■ Dataset entries ■
Start of Block
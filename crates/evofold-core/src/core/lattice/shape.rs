use super::geometry::Site;
use std::fmt;

const AXIS_PERMUTATIONS_2D: [[usize; 3]; 2] = [[0, 1, 2], [1, 0, 2]];
const AXIS_PERMUTATIONS_3D: [[usize; 3]; 6] = [
    [0, 1, 2],
    [0, 2, 1],
    [1, 0, 2],
    [1, 2, 0],
    [2, 0, 1],
    [2, 1, 0],
];

/// The box a compact chain fills completely.
///
/// Sides are stored in non-increasing order and every side is at least two
/// sites long, so a shape always admits walks that fold back on themselves.
#[derive(Debug, Clone, PartialEq, Eq, Hash)]
pub struct LatticeShape {
    sides: Vec<usize>,
}

impl LatticeShape {
    /// The most balanced box of `dimensionality` sides whose volume is `length`.
    ///
    /// Among all factorizations of `length` into sides `>= 2`, the one with the
    /// lexicographically smallest non-increasing side list wins (smallest
    /// longest side first). Returns `None` when no such box exists, i.e. the
    /// length is not compact on this lattice.
    pub fn compact(length: usize, dimensionality: usize) -> Option<Self> {
        if dimensionality == 0 {
            return None;
        }
        let mut candidates = Vec::new();
        collect_factorizations(length, dimensionality, length, &mut Vec::new(), &mut candidates);
        candidates.into_iter().min().map(|sides| Self { sides })
    }

    pub fn sides(&self) -> &[usize] {
        &self.sides
    }

    #[inline]
    pub fn dimensionality(&self) -> usize {
        self.sides.len()
    }

    pub fn volume(&self) -> usize {
        self.sides.iter().product()
    }

    pub fn contains(&self, site: &Site) -> bool {
        (0..3).all(|axis| {
            let coordinate = site[axis];
            let side = self.sides.get(axis).copied().unwrap_or(1) as i32;
            (0..side).contains(&coordinate)
        })
    }

    /// Linear index of `site` with the first axis varying fastest.
    pub fn index_of(&self, site: &Site) -> Option<usize> {
        if !self.contains(site) {
            return None;
        }
        let mut index = 0;
        let mut stride = 1;
        for (axis, &side) in self.sides.iter().enumerate() {
            index += site[axis] as usize * stride;
            stride *= side;
        }
        Some(index)
    }

    /// Every site of the box, in linear-index order.
    pub fn sites(&self) -> Vec<Site> {
        (0..self.volume())
            .map(|mut index| {
                let mut site = Site::origin();
                for (axis, &side) in self.sides.iter().enumerate() {
                    site[axis] = (index % side) as i32;
                    index /= side;
                }
                site
            })
            .collect()
    }

    /// The symmetry group of the box: all axis reflections combined with the
    /// permutations that only exchange axes of equal length.
    pub fn symmetries(&self) -> Vec<Symmetry> {
        let dimensionality = self.dimensionality();
        let permutations: &[[usize; 3]] = if dimensionality == 2 {
            &AXIS_PERMUTATIONS_2D
        } else {
            &AXIS_PERMUTATIONS_3D
        };

        let mut symmetries = Vec::new();
        for permutation in permutations {
            let preserves_box = (0..dimensionality)
                .all(|axis| self.sides[axis] == self.sides[permutation[axis]]);
            if !preserves_box {
                continue;
            }
            for mask in 0..(1u8 << dimensionality) {
                symmetries.push(Symmetry {
                    permutation: *permutation,
                    reflections: mask,
                });
            }
        }
        symmetries
    }

    /// One site per symmetry orbit: the site with the smallest linear index
    /// among all of its images.
    pub fn orbit_representatives(&self) -> Vec<Site> {
        let symmetries = self.symmetries();
        self.sites()
            .into_iter()
            .filter(|site| {
                let Some(own_index) = self.index_of(site) else {
                    return false;
                };
                symmetries.iter().all(|symmetry| {
                    self.index_of(&symmetry.apply(self, site))
                        .is_some_and(|image| image >= own_index)
                })
            })
            .collect()
    }
}

impl fmt::Display for LatticeShape {
    fn fmt(&self, f: &mut fmt::Formatter<'_>) -> fmt::Result {
        let sides: Vec<String> = self.sides.iter().map(|s| s.to_string()).collect();
        write!(f, "{}", sides.join("x"))
    }
}

/// An axis permutation followed by reflections, mapping a box onto itself.
#[derive(Debug, Clone, Copy, PartialEq, Eq)]
pub struct Symmetry {
    permutation: [usize; 3],
    reflections: u8,
}

impl Symmetry {
    pub fn apply(&self, shape: &LatticeShape, site: &Site) -> Site {
        let mut image = Site::origin();
        for (axis, &side) in shape.sides().iter().enumerate() {
            let coordinate = site[self.permutation[axis]];
            image[axis] = if self.reflections & (1 << axis) != 0 {
                side as i32 - 1 - coordinate
            } else {
                coordinate
            };
        }
        image
    }
}

fn collect_factorizations(
    remaining: usize,
    parts: usize,
    max_side: usize,
    current: &mut Vec<usize>,
    out: &mut Vec<Vec<usize>>,
) {
    if parts == 1 {
        if (2..=max_side).contains(&remaining) {
            let mut sides = current.clone();
            sides.push(remaining);
            out.push(sides);
        }
        return;
    }
    for side in (2..=max_side.min(remaining)).rev() {
        if remaining % side == 0 {
            current.push(side);
            collect_factorizations(remaining / side, parts - 1, side, current, out);
            current.pop();
        }
    }
}
use super::shape::LatticeShape;
use nalgebra::{Point3, Vector3};
use thiserror::Error;

/// A lattice site. Square lattices keep `z == 0`.
pub type Site = Point3<i32>;

/// A unit step between two lattice-adjacent sites.
pub type Offset = Vector3<i32>;

#[derive(Debug, Error, Clone, PartialEq, Eq)]
pub enum LatticeError {
    #[error("Unsupported lattice dimensionality {0}: only square (2) and cubic (3) lattices exist")]
    UnsupportedDimensionality(usize),
}

/// Adjacency rules of a hypercubic lattice in two or three dimensions.
///
/// The geometry is stateless: it only knows its dimensionality and the fixed,
/// ordered set of unit offsets (`+x, -x, +y, -y[, +z, -z]`). The order of the
/// offsets determines the order in which walks are explored during enumeration.
#[derive(Debug, Clone, PartialEq, Eq)]
pub struct LatticeGeometry {
    dimensionality: usize,
    offsets: Vec<Offset>,
}

impl LatticeGeometry {
    pub fn new(dimensionality: usize) -> Result<Self, LatticeError> {
        if !(2..=3).contains(&dimensionality) {
            return Err(LatticeError::UnsupportedDimensionality(dimensionality));
        }
        Ok(Self::with_axes(dimensionality))
    }

    pub fn square() -> Self {
        Self::with_axes(2)
    }

    pub fn cubic() -> Self {
        Self::with_axes(3)
    }

    fn with_axes(dimensionality: usize) -> Self {
        let offsets = (0..dimensionality)
            .flat_map(|axis| {
                [1, -1].into_iter().map(move |step| {
                    let mut offset = Offset::zeros();
                    offset[axis] = step;
                    offset
                })
            })
            .collect();

        Self {
            dimensionality,
            offsets,
        }
    }

    #[inline]
    pub fn dimensionality(&self) -> usize {
        self.dimensionality
    }

    #[inline]
    pub fn neighbor_offsets(&self) -> &[Offset] {
        &self.offsets
    }

    pub fn neighbors<'a>(&'a self, site: &'a Site) -> impl Iterator<Item = Site> + 'a {
        self.offsets.iter().map(move |offset| site + offset)
    }

    /// Two sites are in contact iff they differ by exactly one unit step
    /// along an axis of this lattice.
    pub fn are_adjacent(&self, a: &Site, b: &Site) -> bool {
        let delta = b - a;
        let off_lattice = delta.iter().skip(self.dimensionality).any(|&c| c != 0);
        !off_lattice && delta.iter().map(|c| c.abs()).sum::<i32>() == 1
    }

    /// The compact box a chain of `length` monomers fills on this lattice.
    pub fn shape_for(&self, length: usize) -> Option<LatticeShape> {
        LatticeShape::compact(length, self.dimensionality)
    }
}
End of Block
■ Prompt ■
From the records above, show each line that contains the word "else".

■ Result for this task ■
        } else {
                let Some(own_index) = self.index_of(site) else {
            } else {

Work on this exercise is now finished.